Ориентируются они, во всяком случае, на Европу. Кухня парижская, взгляды московские. Посреди океана отечественного патриотизма они образуют своего рода остров диссидентской мысли. Англия, возможно, единственная великая страна, где интеллектуалы стыдятся своей национальности. В левых кругах считается, что быть англичанином не совсем прилично и поэтому твой долг посмеиваться над отечественными институтами, от скачек до пудинга на сале. Странно, но факт: почти любой английский интеллектуал испытает больший стыд от стойки «смирно» под гимн «Боже, храни короля», чем если бы он украл пожертвования для бедных из церковной кружки. Все критические годы леваки понемногу подрывали боевой дух Англии, распространяя взгляды то ядрено пацифистские, то воинственно пророссийские, но при этом всегда антибританские. Какой это произвело эффект – другой вопрос, но какой-то произвело. Если падение боевого духа в английском народе на протяжении нескольких лет сделалось настолько заметным, что фашистские режимы посчитали его «загнивающим», а развязывание войны делом для себя безопасным, значит, интеллектуальный саботаж левых тоже в этом повинен. «Нью Стейтсмен» и «Ньюс-Кроникл» обе выступили против «мюнхенского сговора», но даже они отчасти сделали его возможным. Десять лет систематического науськивания на «твердолобых» в конце концов сказалось на самих «твердолобых», а в результате стало труднее привлекать умных молодых людей в ряды вооруженных сил. С учетом стагнации Империи, военная прослойка среднего класса в любом случае разложилась бы, но распространение пустого леворадикализма ускорило процесс.
Очевидно, что особое положение в последние десять лет английских интеллектуалов как существ со знаком минус, этаких антитвердолобых, явилось побочным продуктом ограниченности правящего класса. Обществу они были не нужны, а им самим недоставало понимания, что преданность своему отечеству подразумевает «в счастье и в несчастье». И «твердолобые», и интеллектуалы принимали за данность, как закон природы, что патриотизм и интеллект несовместимы.
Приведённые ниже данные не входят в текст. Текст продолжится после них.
use std::path::MAIN_SEPARATOR;

use super::types::{Config, Project};
use crate::paths::normalize_path;

/// Find the project whose root contains the current working directory.
///
/// Returns `None` when the working directory cannot be read or no root matches.
pub fn detect_project(config: &Config) -> Option<(&str, &Project)> {
    let cwd = std::env::current_dir().ok()?;
    detect_project_from(config, &cwd.to_string_lossy())
}

/// Detection against an explicit working directory.
///
/// A root matches when `cwd` equals it or is nested under it (the prefix must be
/// followed by a path separator, so `/a/app2` is not inside `/a/app`). With
/// overlapping roots the longest (most specific) one wins; ties go to the first
/// name in sorted order.
pub fn detect_project_from<'a>(config: &'a Config, cwd: &str) -> Option<(&'a str, &'a Project)> {
    let cwd = normalize_path(cwd);
    if cwd.is_empty() {
        return None;
    }

    let mut best: Option<(&'a str, &'a Project, usize)> = None;
    for (name, project) in &config.projects {
        let root = normalize_path(&project.path);
        if root.is_empty() || !is_within(&cwd, &root) {
            continue;
        }
        if best.map_or(true, |(_, _, len)| root.len() > len) {
            best = Some((name.as_str(), project, root.len()));
        }
    }

    match best {
        Some((name, project, _)) => {
            tracing::debug!(project = name, cwd = %cwd, "detected project");
            Some((name, project))
        }
        None => {
            tracing::debug!(cwd = %cwd, "no project matches current directory");
            None
        }
    }
}

fn is_within(cwd: &str, root: &str) -> bool {
    if cwd == root {
        return true;
    }
    cwd.strip_prefix(root)
        .is_some_and(|rest| rest.starts_with(MAIN_SEPARATOR))
}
Если ты был патриотом, ты читал «Блэквудс мэгэзин» и публично благодарил Бога за то, что он не дал тебе «слишком много ума». Если ты был интеллектуалом, ты посмеивался над «Юнион Джеком» и считал проявления физической отваги варварством. Понятно, что этот абсурд не может продолжаться вечно. Интеллектуал из Блумсбери с его рефлексивной усмешкой так же устарел, как кавалерийский полковник. Современная нация не может себе позволить ни того ни другого. Патриотизму и интеллекту придется снова шагать вместе. Мы в состоянии войны, очень своеобразной войны, благодаря которой это может стать реальностью.